--- RECORDS SUPPLIED ---

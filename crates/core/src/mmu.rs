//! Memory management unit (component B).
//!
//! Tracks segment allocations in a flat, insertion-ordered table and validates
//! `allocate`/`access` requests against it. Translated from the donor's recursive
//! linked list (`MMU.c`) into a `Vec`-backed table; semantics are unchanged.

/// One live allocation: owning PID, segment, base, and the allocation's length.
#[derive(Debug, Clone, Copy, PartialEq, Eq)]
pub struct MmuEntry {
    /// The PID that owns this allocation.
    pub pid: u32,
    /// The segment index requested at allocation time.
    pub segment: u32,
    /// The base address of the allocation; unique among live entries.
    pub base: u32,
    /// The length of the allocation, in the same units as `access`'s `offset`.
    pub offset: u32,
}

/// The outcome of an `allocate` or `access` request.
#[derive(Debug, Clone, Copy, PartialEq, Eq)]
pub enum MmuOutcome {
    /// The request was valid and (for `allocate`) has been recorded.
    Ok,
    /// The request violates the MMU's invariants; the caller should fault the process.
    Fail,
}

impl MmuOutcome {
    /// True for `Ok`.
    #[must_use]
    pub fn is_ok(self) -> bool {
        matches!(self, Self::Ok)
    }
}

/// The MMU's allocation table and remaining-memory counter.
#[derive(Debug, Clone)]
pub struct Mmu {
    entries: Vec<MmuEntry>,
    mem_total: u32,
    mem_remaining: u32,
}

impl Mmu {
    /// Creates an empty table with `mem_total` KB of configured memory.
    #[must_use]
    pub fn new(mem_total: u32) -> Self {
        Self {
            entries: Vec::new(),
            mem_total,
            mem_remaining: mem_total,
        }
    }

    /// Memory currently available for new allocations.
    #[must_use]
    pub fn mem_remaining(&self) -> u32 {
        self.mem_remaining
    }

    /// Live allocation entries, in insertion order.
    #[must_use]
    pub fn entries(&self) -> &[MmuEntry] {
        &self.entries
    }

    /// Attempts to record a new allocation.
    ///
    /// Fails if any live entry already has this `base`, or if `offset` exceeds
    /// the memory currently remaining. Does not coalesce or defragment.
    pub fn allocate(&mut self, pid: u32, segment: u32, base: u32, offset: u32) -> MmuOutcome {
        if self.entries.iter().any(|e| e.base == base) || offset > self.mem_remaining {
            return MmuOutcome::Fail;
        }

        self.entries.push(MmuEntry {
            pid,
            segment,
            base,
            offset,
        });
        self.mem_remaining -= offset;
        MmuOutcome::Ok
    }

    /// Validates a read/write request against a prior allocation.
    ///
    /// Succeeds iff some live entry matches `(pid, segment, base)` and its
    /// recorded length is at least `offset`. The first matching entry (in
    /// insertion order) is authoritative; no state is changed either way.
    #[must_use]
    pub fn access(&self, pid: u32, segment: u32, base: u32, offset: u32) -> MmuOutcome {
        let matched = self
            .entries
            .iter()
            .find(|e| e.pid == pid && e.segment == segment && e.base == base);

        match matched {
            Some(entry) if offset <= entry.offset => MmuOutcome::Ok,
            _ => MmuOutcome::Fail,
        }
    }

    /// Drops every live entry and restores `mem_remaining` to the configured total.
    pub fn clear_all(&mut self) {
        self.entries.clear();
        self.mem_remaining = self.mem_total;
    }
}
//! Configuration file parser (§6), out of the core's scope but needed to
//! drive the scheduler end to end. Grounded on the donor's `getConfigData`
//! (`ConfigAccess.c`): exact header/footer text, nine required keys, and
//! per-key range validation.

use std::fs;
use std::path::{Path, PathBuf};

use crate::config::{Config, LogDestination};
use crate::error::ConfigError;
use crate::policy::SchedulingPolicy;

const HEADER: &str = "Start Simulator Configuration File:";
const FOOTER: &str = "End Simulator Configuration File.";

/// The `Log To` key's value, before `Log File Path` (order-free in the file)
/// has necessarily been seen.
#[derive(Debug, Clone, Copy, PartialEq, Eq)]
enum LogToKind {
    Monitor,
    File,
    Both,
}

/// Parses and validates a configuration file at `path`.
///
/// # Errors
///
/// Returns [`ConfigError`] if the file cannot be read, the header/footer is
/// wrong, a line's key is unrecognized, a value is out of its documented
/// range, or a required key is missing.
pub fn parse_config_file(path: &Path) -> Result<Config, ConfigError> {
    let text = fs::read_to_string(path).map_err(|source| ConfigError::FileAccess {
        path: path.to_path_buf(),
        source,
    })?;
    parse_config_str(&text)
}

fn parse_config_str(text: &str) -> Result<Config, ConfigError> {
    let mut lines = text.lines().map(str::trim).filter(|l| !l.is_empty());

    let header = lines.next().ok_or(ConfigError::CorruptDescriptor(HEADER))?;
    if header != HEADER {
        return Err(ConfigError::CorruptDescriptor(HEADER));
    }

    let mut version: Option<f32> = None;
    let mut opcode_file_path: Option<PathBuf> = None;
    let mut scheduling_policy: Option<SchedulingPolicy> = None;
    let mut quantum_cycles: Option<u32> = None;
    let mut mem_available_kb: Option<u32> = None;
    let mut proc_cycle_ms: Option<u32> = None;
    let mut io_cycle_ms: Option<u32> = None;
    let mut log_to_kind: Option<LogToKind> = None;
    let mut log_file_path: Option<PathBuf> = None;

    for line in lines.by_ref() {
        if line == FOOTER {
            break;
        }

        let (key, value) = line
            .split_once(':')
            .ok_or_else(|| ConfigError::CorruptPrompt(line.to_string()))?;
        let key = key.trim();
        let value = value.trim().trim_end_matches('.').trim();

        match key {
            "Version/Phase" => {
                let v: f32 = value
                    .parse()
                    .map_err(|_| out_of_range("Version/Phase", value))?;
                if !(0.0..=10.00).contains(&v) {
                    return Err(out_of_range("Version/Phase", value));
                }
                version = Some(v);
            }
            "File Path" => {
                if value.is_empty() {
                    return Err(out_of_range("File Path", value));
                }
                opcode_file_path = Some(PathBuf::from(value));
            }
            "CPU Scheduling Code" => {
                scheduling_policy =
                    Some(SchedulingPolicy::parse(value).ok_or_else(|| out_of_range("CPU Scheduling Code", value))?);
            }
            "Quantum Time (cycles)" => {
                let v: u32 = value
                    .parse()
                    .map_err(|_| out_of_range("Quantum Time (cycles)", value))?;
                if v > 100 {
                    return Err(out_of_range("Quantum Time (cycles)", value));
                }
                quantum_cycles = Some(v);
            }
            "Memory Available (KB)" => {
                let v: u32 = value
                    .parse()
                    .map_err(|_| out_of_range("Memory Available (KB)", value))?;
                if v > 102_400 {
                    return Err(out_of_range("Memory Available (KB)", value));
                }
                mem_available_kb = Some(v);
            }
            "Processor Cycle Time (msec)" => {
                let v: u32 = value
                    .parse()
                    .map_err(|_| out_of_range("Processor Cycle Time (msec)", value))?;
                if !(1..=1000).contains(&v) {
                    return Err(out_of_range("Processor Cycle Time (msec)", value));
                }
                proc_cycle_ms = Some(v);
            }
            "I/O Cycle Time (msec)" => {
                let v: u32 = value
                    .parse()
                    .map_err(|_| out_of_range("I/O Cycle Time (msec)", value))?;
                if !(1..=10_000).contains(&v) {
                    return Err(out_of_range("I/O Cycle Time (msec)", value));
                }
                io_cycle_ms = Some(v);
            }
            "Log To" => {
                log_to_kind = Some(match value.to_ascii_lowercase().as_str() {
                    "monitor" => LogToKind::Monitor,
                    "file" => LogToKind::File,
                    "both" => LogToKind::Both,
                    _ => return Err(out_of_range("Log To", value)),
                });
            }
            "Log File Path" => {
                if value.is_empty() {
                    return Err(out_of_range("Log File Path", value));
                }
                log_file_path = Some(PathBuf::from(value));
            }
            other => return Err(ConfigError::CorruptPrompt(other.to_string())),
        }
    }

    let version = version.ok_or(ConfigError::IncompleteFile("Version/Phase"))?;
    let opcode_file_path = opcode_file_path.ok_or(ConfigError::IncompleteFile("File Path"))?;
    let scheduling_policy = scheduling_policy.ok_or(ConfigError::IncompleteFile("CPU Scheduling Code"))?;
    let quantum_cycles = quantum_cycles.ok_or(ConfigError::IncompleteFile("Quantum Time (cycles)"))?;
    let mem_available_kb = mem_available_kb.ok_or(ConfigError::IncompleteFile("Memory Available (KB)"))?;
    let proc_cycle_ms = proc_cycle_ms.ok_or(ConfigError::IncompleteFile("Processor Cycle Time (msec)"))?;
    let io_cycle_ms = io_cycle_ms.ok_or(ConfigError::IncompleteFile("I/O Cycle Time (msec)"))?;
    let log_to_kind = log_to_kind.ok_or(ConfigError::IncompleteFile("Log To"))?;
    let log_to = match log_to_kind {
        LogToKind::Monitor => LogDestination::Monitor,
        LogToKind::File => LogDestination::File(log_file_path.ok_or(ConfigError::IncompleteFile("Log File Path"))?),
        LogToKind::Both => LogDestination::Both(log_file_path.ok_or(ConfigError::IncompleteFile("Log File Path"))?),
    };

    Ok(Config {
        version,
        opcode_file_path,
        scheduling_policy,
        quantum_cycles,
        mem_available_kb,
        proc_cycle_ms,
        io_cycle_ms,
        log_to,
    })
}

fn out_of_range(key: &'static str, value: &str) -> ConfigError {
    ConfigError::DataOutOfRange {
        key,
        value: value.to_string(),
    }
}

---

PROBLEM — Among the records above, find the lines where the word "contains" appears and copy them.

REPLY TO THE TASK —
                if !(0.0..=10.00).contains(&v) {
                if !(1..=1000).contains(&v) {
                if !(1..=10_000).contains(&v) {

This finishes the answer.